_The input_
▼

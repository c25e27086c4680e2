//! Minimal row-oriented table of JSON cells.

use serde_json::{Map, Value};

/// Ordered columns plus rows of JSON values. Rows always have one cell per
/// column; missing cells are null.
#[derive(Debug, Clone, Default, PartialEq)]
pub struct Frame {
    columns: Vec<String>,
    rows: Vec<Vec<Value>>,
}

/// Borrowed view of one row.
#[derive(Debug, Clone, Copy)]
pub struct Row<'a> {
    columns: &'a [String],
    values: &'a [Value],
}

impl<'a> Row<'a> {
    pub fn get(&self, column: &str) -> Option<&'a Value> {
        self.columns
            .iter()
            .position(|c| c == column)
            .and_then(|i| self.values.get(i))
    }

    /// First non-null value among `columns`.
    pub fn first_of(&self, columns: &[&str]) -> Option<&'a Value> {
        columns
            .iter()
            .filter_map(|c| self.get(c))
            .find(|v| !v.is_null())
    }

    pub fn values(&self) -> &'a [Value] {
        self.values
    }

    pub fn to_record(&self) -> Map<String, Value> {
        self.columns
            .iter()
            .cloned()
            .zip(self.values.iter().cloned())
            .collect()
    }
}

impl Frame {
    pub fn new(columns: Vec<String>) -> Self {
        Self {
            columns,
            rows: Vec::new(),
        }
    }

    /// From an array of objects; columns in first-seen order. Anything that is
    /// not an array of objects gives an empty frame.
    pub fn from_records(value: &Value) -> Self {
        let Some(items) = value.as_array() else {
            return Self::default();
        };
        let mut frame = Self::default();
        for item in items {
            let Some(obj) = item.as_object() else { continue };
            for key in obj.keys() {
                if frame.column_index(key).is_none() {
                    frame.add_column(key, Value::Null);
                }
            }
            let row = frame
                .columns
                .iter()
                .map(|c| obj.get(c).cloned().unwrap_or(Value::Null))
                .collect();
            frame.rows.push(row);
        }
        frame
    }

    pub fn to_records(&self) -> Vec<Value> {
        self.rows().map(|r| Value::Object(r.to_record())).collect()
    }

    pub fn columns(&self) -> &[String] {
        &self.columns
    }

    pub fn len(&self) -> usize {
        self.rows.len()
    }

    pub fn is_empty(&self) -> bool {
        self.rows.is_empty()
    }

    pub fn column_index(&self, name: &str) -> Option<usize> {
        self.columns.iter().position(|c| c == name)
    }

    pub fn has_column(&self, name: &str) -> bool {
        self.column_index(name).is_some()
    }

    pub fn row(&self, index: usize) -> Option<Row<'_>> {
        self.rows.get(index).map(|values| Row {
            columns: &self.columns,
            values,
        })
    }

    pub fn rows(&self) -> impl Iterator<Item = Row<'_>> {
        self.rows.iter().map(|values| Row {
            columns: &self.columns,
            values,
        })
    }

    /// Appends a row, padding or truncating to the column count.
    pub fn push_row(&mut self, mut values: Vec<Value>) {
        values.resize(self.columns.len(), Value::Null);
        self.rows.push(values);
    }

    /// Renames `from` to `to` unless `to` already exists.
    pub fn rename(&mut self, from: &str, to: &str) {
        if self.has_column(to) {
            return;
        }
        if let Some(i) = self.column_index(from) {
            self.columns[i] = to.to_string();
        }
    }

    pub fn add_column(&mut self, name: &str, fill: Value) {
        if self.has_column(name) {
            return;
        }
        self.columns.push(name.to_string());
        for row in &mut self.rows {
            row.push(fill.clone());
        }
    }

    pub fn drop_column(&mut self, name: &str) {
        if let Some(i) = self.column_index(name) {
            self.columns.remove(i);
            for row in &mut self.rows {
                row.remove(i);
            }
        }
    }

    /// Rewrites every cell of `column` in place.
    pub fn map_column(&mut self, column: &str, f: impl Fn(&Value) -> Value) {
        if let Some(i) = self.column_index(column) {
            for row in &mut self.rows {
                row[i] = f(&row[i]);
            }
        }
    }

    /// Sets `column` for every row, creating it if needed.
    pub fn fill_column(&mut self, column: &str, value: Value) {
        self.add_column(column, Value::Null);
        self.map_column(column, |_| value.clone());
    }

    pub fn filter(&self, keep: impl Fn(&Row<'_>) -> bool) -> Self {
        Self {
            columns: self.columns.clone(),
            rows: self
                .rows()
                .filter(|r| keep(r))
                .map(|r| r.values.to_vec())
                .collect(),
        }
    }

    pub fn head(&self, n: usize) -> Self {
        Self {
            columns: self.columns.clone(),
            rows: self.rows.iter().take(n).cloned().collect(),
        }
    }

    /// Stable sort by the string form of `column`.
    pub fn sort_by_text(&mut self, column: &str) {
        if let Some(i) = self.column_index(column) {
            self.rows.sort_by_key(|row| cell_text(&row[i]));
        }
    }
}

/// Numeric value of a cell: numbers, or strings that parse as numbers.
pub fn cell_f64(value: &Value) -> Option<f64> {
    match value {
        Value::Number(n) => n.as_f64(),
        Value::String(s) => s.trim().parse::<f64>().ok(),
        _ => None,
    }
    .filter(|f| f.is_finite())
}

/// Text of a cell as it would appear in a table; null is empty.
pub fn cell_text(value: &Value) -> String {
    match value {
        Value::Null => String::new(),
        Value::String(s) => s.clone(),
        other => other.to_string(),
    }
}

/// Null, empty strings and NaN-like text count as missing.
pub fn is_missing(value: &Value) -> bool {
    match value {
        Value::Null => true,
        Value::String(s) => {
            let t = s.trim();
            t.is_empty() || t.eq_ignore_ascii_case("nan")
        }
        _ => false,
    }
}
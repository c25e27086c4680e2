//! Declarative JSON view files.
//!
//! ```json
//! {
//!   "view_name": "hist_pair_cn",
//!   "description": "两只股票日线对比",
//!   "params_schema": {"type": "object", "properties": {
//!       "a": {"type": "string"}, "b": {"type": "string"},
//!       "start_date": {"type": "string", "default": "20240101"}}},
//!   "steps": [
//!     {"key": "{{a}}", "tool": "stock_zh_a_hist", "args": {"symbol": "{{a}}", "start_date": "{{start_date}}"}},
//!     {"key": "{{b}}", "tool": "stock_zh_a_hist", "args": {"symbol": "{{b}}", "start_date": "{{start_date}}"}}
//!   ]
//! }
//! ```
//!
//! A string that is exactly one `{{param}}` is replaced by the param value
//! with its JSON type intact; placeholders embedded in longer strings are
//! interpolated as text. Missing params fall back to the schema `default`,
//! then to null.

use super::{empty_params_schema, PlanStep, ViewPlanner, ViewSpec};
use crate::types::{Error, Result};
use serde::Deserialize;
use serde_json::{Map, Value};
use std::path::Path;
use std::sync::Arc;

#[derive(Debug, Clone, Deserialize)]
pub struct JsonViewDef {
    pub view_name: String,
    #[serde(default)]
    pub description: String,
    #[serde(default = "empty_params_schema")]
    pub params_schema: Value,
    #[serde(default)]
    pub steps: Vec<PlanStep>,
}

impl JsonViewDef {
    pub fn into_spec(self) -> Result<ViewSpec> {
        if self.view_name.trim().is_empty() {
            return Err(Error::config("view file has an empty view_name"));
        }
        let planner = TemplatePlanner::new(self.steps, &self.params_schema);
        ViewSpec::custom(self.view_name, self.description, self.params_schema, Arc::new(planner))
    }
}

/// Plans by substituting params into fixed step templates.
#[derive(Debug, Clone)]
pub struct TemplatePlanner {
    steps: Vec<PlanStep>,
    defaults: Map<String, Value>,
}

impl TemplatePlanner {
    pub fn new(steps: Vec<PlanStep>, params_schema: &Value) -> Self {
        let defaults = params_schema
            .get("properties")
            .and_then(Value::as_object)
            .map(|props| {
                props
                    .iter()
                    .filter_map(|(name, prop)| {
                        prop.get("default").map(|d| (name.clone(), d.clone()))
                    })
                    .collect()
            })
            .unwrap_or_default();
        Self { steps, defaults }
    }

    fn lookup(&self, params: &Map<String, Value>, name: &str) -> Value {
        match params.get(name) {
            Some(v) if !v.is_null() => v.clone(),
            _ => self.defaults.get(name).cloned().unwrap_or(Value::Null),
        }
    }

    fn render_str(&self, params: &Map<String, Value>, template: &str) -> Value {
        if let Some(name) = whole_placeholder(template) {
            return self.lookup(params, name);
        }
        Value::String(self.interpolate(params, template))
    }

    fn interpolate(&self, params: &Map<String, Value>, template: &str) -> String {
        let mut out = String::with_capacity(template.len());
        let mut rest = template;
        while let Some(start) = rest.find("{{") {
            let Some(len) = rest[start + 2..].find("}}") else {
                break;
            };
            out.push_str(&rest[..start]);
            let name = rest[start + 2..start + 2 + len].trim();
            match self.lookup(params, name) {
                Value::Null => {}
                Value::String(s) => out.push_str(&s),
                other => out.push_str(&other.to_string()),
            }
            rest = &rest[start + 2 + len + 2..];
        }
        out.push_str(rest);
        out
    }

    fn render(&self, params: &Map<String, Value>, value: &Value) -> Value {
        match value {
            Value::String(s) => self.render_str(params, s),
            Value::Array(items) => Value::Array(items.iter().map(|v| self.render(params, v)).collect()),
            Value::Object(map) => Value::Object(
                map.iter()
                    .map(|(k, v)| (k.clone(), self.render(params, v)))
                    .collect(),
            ),
            other => other.clone(),
        }
    }
}

fn whole_placeholder(s: &str) -> Option<&str> {
    let inner = s.strip_prefix("{{")?.strip_suffix("}}")?;
    if inner.contains("{{") || inner.contains("}}") {
        return None;
    }
    Some(inner.trim())
}

impl ViewPlanner for TemplatePlanner {
    fn plan(&self, params: &Map<String, Value>) -> Result<Vec<PlanStep>> {
        Ok(self
            .steps
            .iter()
            .map(|step| PlanStep {
                key: step
                    .key
                    .as_deref()
                    .map(|k| self.interpolate(params, k)),
                tool: self.interpolate(params, &step.tool),
                args: self.render(params, &step.args),
            })
            .collect())
    }
}

/// Loads every `*.json` file in `dir`, in file-name order.
pub fn load_json_views(dir: &Path) -> Result<Vec<ViewSpec>> {
    if !dir.is_dir() {
        return Err(Error::config(format!("views dir not found: {}", dir.display())));
    }
    let mut paths: Vec<_> = std::fs::read_dir(dir)?
        .filter_map(|entry| entry.ok().map(|e| e.path()))
        .filter(|p| p.extension().is_some_and(|ext| ext == "json"))
        .collect();
    paths.sort();

    let mut specs = Vec::with_capacity(paths.len());
    for path in paths {
        let raw = std::fs::read_to_string(&path)?;
        let def: JsonViewDef = serde_json::from_str(&raw)
            .map_err(|e| Error::config(format!("invalid view file {}: {}", path.display(), e)))?;
        specs.push(def.into_spec()?);
    }
    tracing::debug!(count = specs.len(), dir = %dir.display(), "json_views_loaded");
    Ok(specs)
}

#[cfg(test)]
mod tests {
    use super::*;
    use serde_json::json;

    fn planner() -> TemplatePlanner {
        let steps = vec![
            PlanStep::new(
                "hist_{{symbol}}",
                "stock_zh_a_hist",
                json!({"symbol": "{{symbol}}", "start_date": "{{start}}", "adjust": "", "n": "{{limit}}"}),
            ),
            PlanStep {
                key: None,
                tool: "stock_info_a_code_name".into(),
                args: json!({}),
            },
        ];
        let schema = json!({"type": "object", "properties": {
            "symbol": {"type": "string"},
            "start": {"type": "string", "default": "20240101"},
            "limit": {"type": "integer"}
        }});
        TemplatePlanner::new(steps, &schema)
    }

    #[test]
    fn test_substitutes_params_and_defaults() {
        let params = json!({"symbol": "600000", "limit": 5});
        let plan = planner().plan(params.as_object().unwrap()).unwrap();
        assert_eq!(plan.len(), 2);
        assert_eq!(plan[0].key.as_deref(), Some("hist_600000"));
        assert_eq!(plan[0].args["symbol"], "600000");
        assert_eq!(plan[0].args["start_date"], "20240101");
        assert_eq!(plan[0].args["adjust"], "");
        // whole-string placeholders keep the JSON type
        assert_eq!(plan[0].args["n"], 5);
        assert_eq!(plan[1].result_key(), "stock_info_a_code_name");
    }

    #[test]
    fn test_missing_param_becomes_null() {
        let plan = planner().plan(&Map::new()).unwrap();
        assert_eq!(plan[0].args["symbol"], Value::Null);
        assert_eq!(plan[0].key.as_deref(), Some("hist_"));
    }

    #[test]
    fn test_unterminated_placeholder_is_literal() {
        let p = TemplatePlanner::new(vec![], &json!({}));
        assert_eq!(p.interpolate(&Map::new(), "a{{b"), "a{{b");
    }

    #[test]
    fn test_load_json_views() {
        let dir = tempfile::tempdir().unwrap();
        std::fs::write(
            dir.path().join("b.json"),
            json!({"view_name": "b_view", "steps": [{"tool": "x"}]}).to_string(),
        )
        .unwrap();
        std::fs::write(
            dir.path().join("a.json"),
            json!({"view_name": "a_view", "description": "A"}).to_string(),
        )
        .unwrap();
        std::fs::write(dir.path().join("notes.txt"), "ignored").unwrap();

        let specs = load_json_views(dir.path()).unwrap();
        let names: Vec<_> = specs.iter().map(|s| s.name.as_str()).collect();
        assert_eq!(names, vec!["a_view", "b_view"]);
        assert_eq!(specs[0].params_schema, empty_params_schema());
    }

    #[test]
    fn test_bad_view_file_is_config_error() {
        let dir = tempfile::tempdir().unwrap();
        std::fs::write(dir.path().join("bad.json"), "{\"description\": 1}").unwrap();
        assert!(matches!(load_json_views(dir.path()), Err(Error::Config(_))));
        assert!(matches!(
            load_json_views(&dir.path().join("missing")),
            Err(Error::Config(_))
        ));
    }
}
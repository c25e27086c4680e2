//! Core types for the view service.
//!
//! - **Errors**: Application error types with thiserror derives
//! - **Config**: Layered configuration for provider, health monitor and server
//! - **IDs**: Run identifiers

mod config;
mod errors;
mod ids;

pub use config::{Config, HealthSettings, ProviderConfig, Secrets, ServerConfig, ENV_PREFIX};
pub use errors::{Error, Result};
pub use ids::RunId;
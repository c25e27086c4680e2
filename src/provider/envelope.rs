//! Uniform result envelope returned for every tool call.

use chrono::Local;
use serde::{Deserialize, Serialize};
use serde_json::{Map, Value};

/// Provenance of a tool result.
#[derive(Debug, Clone, Default, PartialEq, Serialize, Deserialize)]
pub struct ToolMeta {
    #[serde(default, skip_serializing_if = "String::is_empty")]
    pub provider: String,
    #[serde(default, skip_serializing_if = "String::is_empty")]
    pub script: String,
    /// Physical function that served the call.
    pub function: String,
    #[serde(default, skip_serializing_if = "String::is_empty")]
    pub description: String,
    #[serde(default, skip_serializing_if = "String::is_empty")]
    pub as_of: String,
    #[serde(default, skip_serializing_if = "Option::is_none")]
    pub elapsed_seconds: Option<f64>,
    #[serde(default, skip_serializing_if = "Option::is_none")]
    pub params: Option<Map<String, Value>>,
    #[serde(default, skip_serializing_if = "Option::is_none")]
    pub backend: Option<String>,
    /// Set to `"hit"` when the result was replayed from the response cache.
    #[serde(default, skip_serializing_if = "Option::is_none")]
    pub cache: Option<String>,
}

impl ToolMeta {
    pub fn new(provider: impl Into<String>, function: impl Into<String>) -> Self {
        Self {
            provider: provider.into(),
            function: function.into(),
            as_of: now_iso(),
            ..Default::default()
        }
    }

    pub fn with_backend(mut self, backend: impl Into<String>) -> Self {
        self.backend = Some(backend.into());
        self
    }

    pub fn with_script(mut self, script: impl Into<String>) -> Self {
        self.script = script.into();
        self
    }

    pub fn with_description(mut self, description: impl Into<String>) -> Self {
        self.description = description.into();
        self
    }

    pub fn with_params(mut self, params: Map<String, Value>) -> Self {
        self.params = Some(params);
        self
    }

    pub fn with_elapsed(mut self, seconds: f64) -> Self {
        self.elapsed_seconds = Some(round3(seconds));
        self
    }
}

/// `{meta, data, warnings, errors}` around one tool's result.
///
/// A non-empty `errors` means `data` is null or partial.
#[derive(Debug, Clone, PartialEq, Serialize, Deserialize)]
pub struct ToolResult {
    pub meta: ToolMeta,
    #[serde(default)]
    pub data: Value,
    #[serde(default)]
    pub warnings: Vec<String>,
    #[serde(default)]
    pub errors: Vec<String>,
}

impl ToolResult {
    pub fn ok(meta: ToolMeta, data: Value) -> Self {
        Self {
            meta,
            data,
            warnings: Vec::new(),
            errors: Vec::new(),
        }
    }

    pub fn failed(meta: ToolMeta, data: Value, error: impl Into<String>) -> Self {
        Self {
            meta,
            data,
            warnings: Vec::new(),
            errors: vec![error.into()],
        }
    }

    /// Envelope for a call that never produced a result at all.
    pub fn exception(function: &str, error: impl Into<String>) -> Self {
        Self::failed(
            ToolMeta {
                function: function.to_string(),
                ..Default::default()
            },
            Value::Null,
            error,
        )
    }

    pub fn is_ok(&self) -> bool {
        self.errors.is_empty()
    }

    pub fn to_value(&self) -> Value {
        serde_json::to_value(self).unwrap_or(Value::Null)
    }
}

/// Local time, second precision, the format every `as_of` uses.
pub fn now_iso() -> String {
    Local::now().format("%Y-%m-%dT%H:%M:%S").to_string()
}

pub(crate) fn round3(value: f64) -> f64 {
    (value * 1000.0).round() / 1000.0
}
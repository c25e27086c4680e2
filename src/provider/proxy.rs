//! Per-call proxy avoidance.
//!
//! Environments often export `HTTP(S)_PROXY` pointing at a local port that is
//! not running. Instead of editing the process environment around a call,
//! every call picks one of two pre-built clients: a direct one that ignores
//! proxy variables, or one that honours them.

use crate::types::{ProviderConfig, Result};
use std::time::Duration;
use tokio::net::TcpStream;

const LOCAL_PROBE_TIMEOUT: Duration = Duration::from_millis(200);

const PROXY_VARS: [(&str, &str); 2] = [("HTTP_PROXY", "http_proxy"), ("HTTPS_PROXY", "https_proxy")];

/// Which client a call should use.
#[derive(Debug, Clone, Copy, PartialEq, Eq)]
pub enum ProxyDecision {
    /// Ignore every proxy variable.
    Direct,
    /// Honour the environment's proxy configuration.
    Environment,
}

/// Inputs to the per-call proxy decision, captured once at startup.
#[derive(Debug, Clone)]
pub struct ProxyPolicy {
    disabled_by_config: bool,
    proxies: Vec<String>,
}

impl ProxyPolicy {
    pub fn from_config(config: &ProviderConfig) -> Self {
        let proxies = PROXY_VARS
            .iter()
            .filter_map(|(upper, lower)| {
                std::env::var(upper)
                    .ok()
                    .filter(|v| !v.is_empty())
                    .or_else(|| std::env::var(lower).ok().filter(|v| !v.is_empty()))
            })
            .collect();
        Self::new(&config.proxy_mode, config.force_no_proxy, proxies)
    }

    /// `force_no_proxy` wins over any `proxy_mode`. Unknown modes keep proxies.
    pub fn new(proxy_mode: &str, force_no_proxy: bool, proxies: Vec<String>) -> Self {
        let mode = proxy_mode.trim().to_lowercase();
        let mode_disables = matches!(
            mode.as_str(),
            "off" | "disable" | "disabled" | "0" | "false" | "no" | "n"
        );
        Self {
            disabled_by_config: force_no_proxy || mode_disables,
            proxies,
        }
    }

    /// Decide for one call. Probes local proxies, so it is async.
    pub async fn decide(&self) -> ProxyDecision {
        if self.disabled_by_config {
            return ProxyDecision::Direct;
        }
        for proxy in &self.proxies {
            if is_local_proxy_unreachable(proxy).await {
                tracing::info!(proxy = %proxy, "proxy_disabled");
                return ProxyDecision::Direct;
            }
        }
        ProxyDecision::Environment
    }
}

/// True only for a `127.0.0.1`/`localhost` proxy that refuses a TCP connect
/// within 200 ms. Remote proxies are never probed.
pub async fn is_local_proxy_unreachable(proxy_url: &str) -> bool {
    let Ok(url) = reqwest::Url::parse(proxy_url) else {
        return true;
    };
    let (Some(host), Some(port)) = (url.host_str(), url.port()) else {
        return false;
    };
    if host != "127.0.0.1" && host != "localhost" {
        return false;
    }
    !matches!(
        tokio::time::timeout(LOCAL_PROBE_TIMEOUT, TcpStream::connect((host, port))).await,
        Ok(Ok(_))
    )
}

/// The two HTTP clients a backend chooses between.
#[derive(Debug, Clone)]
pub struct HttpClients {
    direct: reqwest::Client,
    environment: reqwest::Client,
}

impl HttpClients {
    pub fn new(user_agent: &str) -> Result<Self> {
        Ok(Self {
            direct: reqwest::Client::builder()
                .user_agent(user_agent)
                .no_proxy()
                .build()?,
            environment: reqwest::Client::builder().user_agent(user_agent).build()?,
        })
    }

    pub fn client(&self, decision: ProxyDecision) -> &reqwest::Client {
        match decision {
            ProxyDecision::Direct => &self.direct,
            ProxyDecision::Environment => &self.environment,
        }
    }
}
// =============================================================================
// Parameter schema
// =============================================================================

/// One declared property of a tool's parameter object.
#[derive(Debug, Clone, PartialEq)]
pub struct PropertySchema {
    pub kind: ParamKind,
    pub description: String,
    pub enum_values: Option<Vec<Value>>,
}

impl PropertySchema {
    fn from_value(value: &Value) -> Self {
        Self {
            kind: ParamKind::from_schema_type(value.get("type")),
            description: value
                .get("description")
                .and_then(Value::as_str)
                .unwrap_or_default()
                .to_string(),
            enum_values: value.get("enum").and_then(Value::as_array).cloned(),
        }
    }

    /// Timeouts, tokens and params documented with a "none" default may be
    /// omitted even when the manifest marks them required.
    fn is_pseudo_optional(name: &str, schema: Option<&PropertySchema>) -> bool {
        if matches!(name, "timeout" | "token") {
            return true;
        }
        let Some(schema) = schema else {
            return false;
        };
        let desc = schema.description.to_lowercase();
        desc.contains("none") || (desc.contains("默认") && desc.contains("不设置"))
    }
}

/// Parsed `parameters` object of a tool descriptor.
#[derive(Debug, Clone, Default, PartialEq)]
pub struct ParamSchema {
    pub properties: Map<String, Value>,
    parsed: Vec<(String, PropertySchema)>,
    pub required: Vec<String>,
}
//! Tool registry: manifest-loaded descriptors of named data operations.
//!
//! Owns tool *metadata* only. Execution lives in the provider.

use super::params::ParamSchema;
use crate::types::{Error, Result, Secrets};
use serde_json::{Map, Value};
use std::collections::HashMap;
use std::path::Path;

// =============================================================================
// Tool descriptor
// =============================================================================

/// A single manifest entry.
#[derive(Debug, Clone)]
pub struct ToolDescriptor {
    pub name: String,
    pub description: String,
    /// The raw `parameters` object as it appears in the manifest.
    pub raw_parameters: Value,
    pub parameters: ParamSchema,
    /// `extra.output`, when the manifest documents it.
    pub output: Option<Value>,
}

impl ToolDescriptor {
    fn from_manifest_item(item: &Value) -> Option<Self> {
        let function = item.get("function")?.as_object()?;
        let name = function.get("name")?.as_str()?;
        if name.is_empty() {
            return None;
        }
        let raw_parameters = function
            .get("parameters")
            .filter(|p| p.is_object())
            .cloned()
            .unwrap_or_else(|| Value::Object(Map::new()));
        Some(Self {
            name: name.to_string(),
            description: function
                .get("description")
                .and_then(Value::as_str)
                .unwrap_or_default()
                .to_string(),
            parameters: ParamSchema::from_value(&raw_parameters),
            raw_parameters,
            output: item.get("extra").and_then(|e| e.get("output")).cloned(),
        })
    }
}

// =============================================================================
// Tool registry
// =============================================================================

/// Immutable name → descriptor index.
#[derive(Debug, Default)]
pub struct ToolRegistry {
    entries: HashMap<String, ToolDescriptor>,
}

impl ToolRegistry {
    /// Load the manifest from disk.
    pub fn load(path: impl AsRef<Path>) -> Result<Self> {
        let path = path.as_ref();
        let text = std::fs::read_to_string(path).map_err(|e| {
            Error::config(format!("cannot read tool manifest {}: {}", path.display(), e))
        })?;
        Self::from_json(&text)
    }

    /// Parse a manifest: a JSON array of `{function: {...}, extra: {...}}`.
    ///
    /// Items without a usable `function.name` are skipped; an index that ends
    /// up empty is a config error.
    pub fn from_json(text: &str) -> Result<Self> {
        let raw: Value = serde_json::from_str(text)
            .map_err(|e| Error::config(format!("tool manifest is not valid JSON: {}", e)))?;
        let Value::Array(items) = raw else {
            return Err(Error::config("tools json must be a list"));
        };

        let mut entries = HashMap::with_capacity(items.len());
        for descriptor in items.iter().filter_map(ToolDescriptor::from_manifest_item) {
            entries.insert(descriptor.name.clone(), descriptor);
        }

        if entries.is_empty() {
            return Err(Error::config("tool registry is empty"));
        }
        tracing::debug!(tools = entries.len(), "tool_registry_loaded");
        Ok(Self { entries })
    }

    /// Pure lookup.
    pub fn describe(&self, name: &str) -> Option<&ToolDescriptor> {
        self.entries.get(name)
    }

    pub fn contains(&self, name: &str) -> bool {
        self.entries.contains_key(name)
    }

    /// All tool names, sorted.
    pub fn names(&self) -> Vec<String> {
        let mut names: Vec<String> = self.entries.keys().cloned().collect();
        names.sort();
        names
    }

    /// Descriptors sorted by name.
    pub fn descriptors(&self) -> Vec<&ToolDescriptor> {
        let mut entries: Vec<&ToolDescriptor> = self.entries.values().collect();
        entries.sort_by(|a, b| a.name.cmp(&b.name));
        entries
    }

    /// Validate and coerce arguments for a registered tool.
    pub fn validate_and_convert(
        &self,
        name: &str,
        args: &Map<String, Value>,
        secrets: &Secrets,
    ) -> Result<Map<String, Value>> {
        let descriptor = self
            .entries
            .get(name)
            .ok_or_else(|| Error::not_found(format!("Unknown tool: {}", name)))?;
        descriptor.parameters.validate_and_convert(args, secrets)
    }

    pub fn len(&self) -> usize {
        self.entries.len()
    }

    pub fn is_empty(&self) -> bool {
        self.entries.is_empty()
    }
}

// =============================================================================
// Tests
// =============================================================================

▲

_Work to complete_
Restate, word for word and with nothing added, the lines from the beginning of the records above through the line that contains "First non-null value".

_Response to the task_
repository c25e27086c4680e2
//! Minimal row-oriented table of JSON cells.

use serde_json::{Map, Value};

/// Ordered columns plus rows of JSON values. Rows always have one cell per
/// column; missing cells are null.
#[derive(Debug, Clone, Default, PartialEq)]
pub struct Frame {
    columns: Vec<String>,
    rows: Vec<Vec<Value>>,
}

/// Borrowed view of one row.
#[derive(Debug, Clone, Copy)]
pub struct Row<'a> {
    columns: &'a [String],
    values: &'a [Value],
}

impl<'a> Row<'a> {
    pub fn get(&self, column: &str) -> Option<&'a Value> {
        self.columns
            .iter()
            .position(|c| c == column)
            .and_then(|i| self.values.get(i))
    }

    /// First non-null value among `columns`.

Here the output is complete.